Tuesday, April 25, 2017

364 days....

The longest, yet quickest 364 days I think I have experienced in my lifetime. 

It's hard to imagine, just one year ago today, I would take the last selfie and picture of our handsome, happy Holston. That day we had to go into to meet his teachers for a parent teacher conference to discuss his behavior. I distinctly remember David saying something along the lines of this to his teacher and director of the school, " We can't put him in a box, or destroy his spirit because a boy like this will change the world." Little did we know, not even 24 hours later, his name would be know and his life would make an impact on our family,friends & community.

                                       
                                      (4.25.16 me and Holston)

I'm so grateful I had the opportunity to be Holston's mama. Even in my darkest, deepest moments, I'm thankful God chose us to walk through this story of child loss. I'm grateful for God's consistent peace during it all. I'm grateful for the large circle of people who still gather around us in prayer. Even in all my gratefulness, the ache of my heart still longs for this child. His ways are not meant for our understanding.

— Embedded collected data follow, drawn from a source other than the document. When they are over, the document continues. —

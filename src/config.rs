//! Worker configuration.
//!
//! `WorkerConfig` controls the limits and timings of a single tile worker: where inline scenes
//! are materialized, how long the pump loop may wait for tiles, how many threads the URL client
//! may use, and the anti-alias factor applied to the engine surface.
//!
//! `WorkerConfig` provides the production defaults via [`Default`] and a fluent
//! [`WorkerConfig::builder()`] for customization with validation.
//!
//! # Examples
//!
//! ## Use defaults
//! ```rust
//! use gosub_tiles::config::WorkerConfig;
//! let cfg = WorkerConfig::default();
//! assert_eq!(cfg.aa_scale, 2.0);
//! assert_eq!(cfg.url_client_threads, 10);
//! ```
//!
//! ## Customize with the builder
//! ```rust
//! use std::time::Duration;
//! use gosub_tiles::config::WorkerConfig;
//! # fn main() -> Result<(), Box<dyn std::error::Error>> {
//! let cfg = WorkerConfig::builder()
//!     .cache_dir("/var/cache/tiles")
//!     .pump_deadline(Duration::from_secs(30))
//!     .url_client_threads(4)
//!     .build()?; // returns Result<WorkerConfig, ConfigError>
//! # Ok(()) }
//! ```
//!
//! # Fields (summary)
//! - `cache_dir`: Directory receiving `<md5>.yaml` files for inline scenes (default: `cache`).
//! - `default_scene`: Scene loaded at startup (default: `scene.yaml`).
//! - `initial_width` / `initial_height`: Image size before the first request (default: 100x100).
//! - `aa_scale`: Super-sampling multiplier for the engine surface (default: 2.0).
//! - `pump_slice`: Work budget handed to the engine per pump call (default: 10s).
//! - `pump_deadline`: Wall-clock cap on one pump loop (default: 100s).
//! - `url_client_threads`: Worker threads fetching tiles and scenes (default: 10).
//! - `max_dimension`: Largest accepted physical width or height in pixels (default: 8192).
//! - `channel_capacity`: Requests that may queue in front of the pipeline thread (default: 32).

use std::fmt;
use std::path::PathBuf;
use std::time::Duration;

/// Anti-alias multiplier applied to the engine surface.
pub const DEFAULT_AA_SCALE: f32 = 2.0;
/// Scene id the worker starts with.
pub const DEFAULT_SCENE: &str = "scene.yaml";

#[derive(Debug, Clone)]
pub struct WorkerConfig {
    pub cache_dir: PathBuf,
    pub default_scene: String,
    pub initial_width: u32,
    pub initial_height: u32,
    pub aa_scale: f32,
    pub pump_slice: Duration,
    pub pump_deadline: Duration,
    pub url_client_threads: usize,
    pub max_dimension: u32,
    pub channel_capacity: usize,
}

impl Default for WorkerConfig {
    fn default() -> Self {
        Self {
            cache_dir: PathBuf::from("cache"),
            default_scene: DEFAULT_SCENE.to_string(),
            initial_width: 100,
            initial_height: 100,
            aa_scale: DEFAULT_AA_SCALE,
            pump_slice: Duration::from_secs(10),
            pump_deadline: Duration::from_secs(100),
            url_client_threads: 10,
            max_dimension: 8192,
            channel_capacity: 32,
        }
    }
}

impl WorkerConfig {
    pub fn builder() -> WorkerConfigBuilder {
        WorkerConfigBuilder::default()
    }
}

/// Builder for [`WorkerConfig`].
#[derive(Debug, Clone, Default)]
pub struct WorkerConfigBuilder {
    inner: WorkerConfig,
}

impl WorkerConfigBuilder {
    #[inline]
    fn map(mut self, f: impl FnOnce(&mut WorkerConfig)) -> Self {
        f(&mut self.inner);
        self
    }

    pub fn cache_dir<P: Into<PathBuf>>(self, dir: P) -> Self { self.map(|c| c.cache_dir = dir.into()) }
    pub fn default_scene<S: Into<String>>(self, scene: S) -> Self { self.map(|c| c.default_scene = scene.into()) }
    pub fn initial_size(self, width: u32, height: u32) -> Self {
        self.map(|c| {
            c.initial_width = width;
            c.initial_height = height;
        })
    }
    pub fn aa_scale(self, scale: f32) -> Self { self.map(|c| c.aa_scale = scale) }
    pub fn pump_slice(self, slice: Duration) -> Self { self.map(|c| c.pump_slice = slice) }
    pub fn pump_deadline(self, deadline: Duration) -> Self { self.map(|c| c.pump_deadline = deadline) }
    pub fn url_client_threads(self, n: usize) -> Self { self.map(|c| c.url_client_threads = n) }
    pub fn max_dimension(self, px: u32) -> Self { self.map(|c| c.max_dimension = px) }
    pub fn channel_capacity(self, n: usize) -> Self { self.map(|c| c.channel_capacity = n) }

    /// Apply multiple changes in one go.
    pub fn with(self, f: impl FnOnce(&mut WorkerConfig)) -> Self { self.map(f) }

    /// Validate and build the final config.
    pub fn build(self) -> Result<WorkerConfig, ConfigError> {
        validate(&self.inner)?;
        Ok(self.inner)
    }
}

// ---------- Validation ----------

#[derive(Debug, Clone, PartialEq)]
pub enum ConfigError {
    InvalidAaScale(f32),
    ZeroPumpSlice,
    ZeroPumpDeadline,
    ZeroUrlClientThreads,
    ZeroChannelCapacity,
    InvalidInitialSize { width: u32, height: u32, max: u32 },
}

impl fmt::Display for ConfigError {
    fn fmt(&self, f: &mut fmt::Formatter<'_>) -> fmt::Result {
        match self {
            ConfigError::InvalidAaScale(s) =>
                write!(f, "aa_scale {s} is out of range (expected a finite value >= 1.0)"),
            ConfigError::ZeroPumpSlice =>
                write!(f, "pump_slice must be non-zero"),
            ConfigError::ZeroPumpDeadline =>
                write!(f, "pump_deadline must be non-zero"),
            ConfigError::ZeroUrlClientThreads =>
                write!(f, "url_client_threads must be at least 1"),
            ConfigError::ZeroChannelCapacity =>
                write!(f, "channel_capacity must be at least 1"),
            ConfigError::InvalidInitialSize { width, height, max } =>
                write!(f, "initial size {width}x{height} must be non-zero and at most {max}"),
        }
    }
}
impl std::error::Error for ConfigError {}

fn validate(c: &WorkerConfig) -> Result<(), ConfigError> {
    if !c.aa_scale.is_finite() || c.aa_scale < 1.0 {
        return Err(ConfigError::InvalidAaScale(c.aa_scale));
    }
    if c.pump_slice.is_zero() {
        return Err(ConfigError::ZeroPumpSlice);
    }
    if c.pump_deadline.is_zero() {
        return Err(ConfigError::ZeroPumpDeadline);
    }
    if c.url_client_threads == 0 {
        return Err(ConfigError::ZeroUrlClientThreads);
    }
    if c.channel_capacity == 0 {
        return Err(ConfigError::ZeroChannelCapacity);
    }
    let dims = [c.initial_width, c.initial_height];
    if dims.iter().any(|d| *d == 0 || *d > c.max_dimension) {
        return Err(ConfigError::InvalidInitialSize {
            width: c.initial_width,
            height: c.initial_height,
            max: c.max_dimension,
        });
    }
    Ok(())
}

I don't understand why we were only blessed with Holston's presence for 3 years, but I do understand the ways The Lord is using Holstons life and life in Heaven for good. 

As I write this, I am blessed with the sweet kicks of his baby brother in my belly. I can only imagine them two playing together and growing up together, how much louder our house would be. Thinking of the blessings we have, one verse comes to mind: 
                    
   Behold, children are a gift of the LORD,
              The fruit of the womb is a reward. Psalm 127:3 .

This verse is such a reminder that He is the one who gave us our children and it is in His hands to take them away. We aren't granted one thing in this life, and that is when our earthly life will end. 

    Oh, the depth of the riches of the wisdom andi knowledge of God!
How unsearchable his judgments,
and his paths beyond tracing out! Romans 11:33

I'm so thankful for God's provision. He is continuing to guide us along with his grace, mercy and hope. He is continuing to pull us closer and closer to him so we know we aren't alone. God already gave us such sweet treasures in the form of children and the most important, ultimate gift, Jesus himself! The days are hopefully going to continue to pass quickly, yet enough time for us to see all of God's joy in each moment, until the ONE glorious day when eternity arrives!! That moment I'll get to meet Jesus face to face along with my precious Holston! I know I probably talk about this a lot, but it's where my eyes are focused. It's really the only way I can walk forward each day, is that hope for eternity.

Excited for the thousands of days I'll get to experience in eternity. Until then, I'll be holding onto the sweet memories of our active-loving-beautiful Hoston, and finding joy in the moments with the sweet gifts the Lord has already given us to hold and love.